--- Source data Enclosed Below ---

use crate::errors::FrameError;
use winit::event::{ElementState, KeyEvent, WindowEvent};
use winit::keyboard::{KeyCode, PhysicalKey};

#[derive(Copy, Clone, Debug, PartialEq, Eq)]
pub enum LoopState {
    Running,
    /// terminal; nothing is drawn after this
    Closing,
}

/// The window events the programs care about.  Everything else is ignored.
#[derive(Copy, Clone, Debug, PartialEq, Eq)]
pub enum FrameEvent {
    EscapePressed,
    CloseRequested,
    /// new framebuffer size, in pixels
    FramebufferResized {
        width: u32,
        height: u32,
    },
    RedrawRequested,
}

impl FrameEvent {
    pub fn from_window_event(event: &WindowEvent) -> Option<Self> {
        match event {
            WindowEvent::CloseRequested => Some(FrameEvent::CloseRequested),
            WindowEvent::KeyboardInput {
                event:
                    KeyEvent {
                        physical_key: PhysicalKey::Code(KeyCode::Escape),
                        state: ElementState::Pressed,
                        ..
                    },
                ..
            } => Some(FrameEvent::EscapePressed),
            WindowEvent::Resized(size) => Some(FrameEvent::FramebufferResized {
                width: size.width,
                height: size.height,
            }),
            WindowEvent::RedrawRequested => Some(FrameEvent::RedrawRequested),
            _ => None,
        }
    }
}

/// Whatever owns the window and the GL objects.
pub trait Drawable {
    /// Match the viewport (and surface) to a new framebuffer size.
    fn resize(&mut self, width: u32, height: u32) -> Result<(), FrameError>;

    /// Clear, bind, draw, present.
    fn draw_frame(&mut self) -> Result<(), FrameError>;

    /// Ask the windowing system for the next `RedrawRequested`.
    fn request_redraw(&self) {}
}

/// One frame, split so that a failed draw still gets presented.
pub trait FrameSteps {
    fn clear(&mut self) -> Result<(), FrameError>;

    /// Bind the program and buffers and issue the draw call.
    fn draw_scene(&mut self) -> Result<(), FrameError>;

    fn present(&mut self) -> Result<(), FrameError>;
}

/// Reports a run of failing draws once, at its start, instead of every frame.
#[derive(Debug, Default)]
pub struct DrawFailures {
    streak: u64,
}

impl DrawFailures {
    pub fn streak(&self) -> u64 {
        self.streak
    }

    pub fn record(&mut self, result: Result<(), FrameError>) {
        match result {
            Ok(()) => {
                if self.streak > 0 {
                    log::info!("drawing recovered after {} failed frames", self.streak);
                }
                self.streak = 0;
            }
            Err(e) => {
                if self.streak == 0 {
                    log::error!("draw failed, frames will show only the clear color: {}", e);
                } else {
                    log::trace!("draw failed again: {}", e);
                }
                self.streak += 1;
            }
        }
    }
}

/// clear, draw, present.  Only clear and present failures fail the frame.
pub fn present_frame<S: FrameSteps + ?Sized>(
    steps: &mut S,
    failures: &mut DrawFailures,
) -> Result<(), FrameError> {
    steps.clear()?;
    failures.record(steps.draw_scene());
    steps.present()
}

/// Running until escape or a close request, then Closing forever.
pub struct FrameLoop {
    state: LoopState,
    frames_drawn: u64,
}

impl Default for FrameLoop {
    fn default() -> Self {
        Self::new()
    }
}

impl FrameLoop {
    pub fn new() -> Self {
        Self {
            state: LoopState::Running,
            frames_drawn: 0,
        }
    }

    pub fn state(&self) -> LoopState {
        self.state
    }

    pub fn is_running(&self) -> bool {
        self.state == LoopState::Running
    }

    pub fn frames_drawn(&self) -> u64 {
        self.frames_drawn
    }

    pub fn close(&mut self) {
        self.state = LoopState::Closing;
    }

    pub fn handle<D: Drawable + ?Sized>(
        &mut self,
        drawable: &mut D,
        event: FrameEvent,
    ) -> LoopState {
        if !self.is_running() {
            return self.state;
        }

        match event {
            FrameEvent::EscapePressed => {
                log::debug!("escape pressed");
                self.close();
            }
            FrameEvent::CloseRequested => {
                log::debug!("close requested");
                self.close();
            }
            FrameEvent::FramebufferResized { width, height } => {
                log::trace!("framebuffer resized to {}x{}", width, height);
                if let Err(e) = drawable.resize(width, height) {
                    log::error!("resize to {}x{} failed: {}", width, height, e);
                }
            }
            FrameEvent::RedrawRequested => match drawable.draw_frame() {
                Ok(()) => self.frames_drawn += 1,
                Err(e) => log::error!("frame {} failed: {}", self.frames_drawn, e),
            },
        }

        self.state
    }
}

--- End of Enclosed Source data ---

# Problem description
Reproduce the data above in full, keeping it exactly the same.

# Exercise answer
use crate::errors::FrameError;
use winit::event::{ElementState, KeyEvent, WindowEvent};
use winit::keyboard::{KeyCode, PhysicalKey};

#[derive(Copy, Clone, Debug, PartialEq, Eq)]
pub enum LoopState {
    Running,
    /// terminal; nothing is drawn after this
    Closing,
}

/// The window events the programs care about.  Everything else is ignored.
#[derive(Copy, Clone, Debug, PartialEq, Eq)]
pub enum FrameEvent {
    EscapePressed,
    CloseRequested,
    /// new framebuffer size, in pixels
    FramebufferResized {
        width: u32,
        height: u32,
    },
    RedrawRequested,
}

impl FrameEvent {
    pub fn from_window_event(event: &WindowEvent) -> Option<Self> {
        match event {
            WindowEvent::CloseRequested => Some(FrameEvent::CloseRequested),
            WindowEvent::KeyboardInput {
                event:
                    KeyEvent {
                        physical_key: PhysicalKey::Code(KeyCode::Escape),
                        state: ElementState::Pressed,
                        ..
                    },
                ..
            } => Some(FrameEvent::EscapePressed),
            WindowEvent::Resized(size) => Some(FrameEvent::FramebufferResized {
                width: size.width,
                height: size.height,
            }),
            WindowEvent::RedrawRequested => Some(FrameEvent::RedrawRequested),
            _ => None,
        }
    }
}

/// Whatever owns the window and the GL objects.
pub trait Drawable {
    /// Match the viewport (and surface) to a new framebuffer size.
    fn resize(&mut self, width: u32, height: u32) -> Result<(), FrameError>;

    /// Clear, bind, draw, present.
    fn draw_frame(&mut self) -> Result<(), FrameError>;

    /// Ask the windowing system for the next `RedrawRequested`.
    fn request_redraw(&self) {}
}

/// One frame, split so that a failed draw still gets presented.
pub trait FrameSteps {
    fn clear(&mut self) -> Result<(), FrameError>;

    /// Bind the program and buffers and issue the draw call.
    fn draw_scene(&mut self) -> Result<(), FrameError>;

    fn present(&mut self) -> Result<(), FrameError>;
}

/// Reports a run of failing draws once, at its start, instead of every frame.
#[derive(Debug, Default)]
pub struct DrawFailures {
    streak: u64,
}

impl DrawFailures {
    pub fn streak(&self) -> u64 {
        self.streak
    }

    pub fn record(&mut self, result: Result<(), FrameError>) {
        match result {
            Ok(()) => {
                if self.streak > 0 {
                    log::info!("drawing recovered after {} failed frames", self.streak);
                }
                self.streak = 0;
            }
            Err(e) => {
                if self.streak == 0 {
                    log::error!("draw failed, frames will show only the clear color: {}", e);
                } else {
                    log::trace!("draw failed again: {}", e);
                }
                self.streak += 1;
            }
        }
    }
}

/// clear, draw, present.  Only clear and present failures fail the frame.
pub fn present_frame<S: FrameSteps + ?Sized>(
    steps: &mut S,
    failures: &mut DrawFailures,
) -> Result<(), FrameError> {
    steps.clear()?;
    failures.record(steps.draw_scene());
    steps.present()
}

/// Running until escape or a close request, then Closing forever.
pub struct FrameLoop {
    state: LoopState,
    frames_drawn: u64,
}

impl Default for FrameLoop {
    fn default() -> Self {
        Self::new()
    }
}

impl FrameLoop {
    pub fn new() -> Self {
        Self {
            state: LoopState::Running,
            frames_drawn: 0,
        }
    }

    pub fn state(&self) -> LoopState {
        self.state
    }

    pub fn is_running(&self) -> bool {
        self.state == LoopState::Running
    }

    pub fn frames_drawn(&self) -> u64 {
        self.frames_drawn
    }

    pub fn close(&mut self) {
        self.state = LoopState::Closing;
    }

    pub fn handle<D: Drawable + ?Sized>(
        &mut self,
        drawable: &mut D,
        event: FrameEvent,
    ) -> LoopState {
        if !self.is_running() {
            return self.state;
        }

        match event {
            FrameEvent::EscapePressed => {
                log::debug!("escape pressed");
                self.close();
            }
            FrameEvent::CloseRequested => {
                log::debug!("close requested");
                self.close();
            }
            FrameEvent::FramebufferResized { width, height } => {
                log::trace!("framebuffer resized to {}x{}", width, height);
                if let Err(e) = drawable.resize(width, height) {
                    log::error!("resize to {}x{} failed: {}", width, height, e);
                }
            }
            FrameEvent::RedrawRequested => match drawable.draw_frame() {
                Ok(()) => self.frames_drawn += 1,
                Err(e) => log::error!("frame {} failed: {}", self.frames_drawn, e),
            },
        }

        self.state
    }
}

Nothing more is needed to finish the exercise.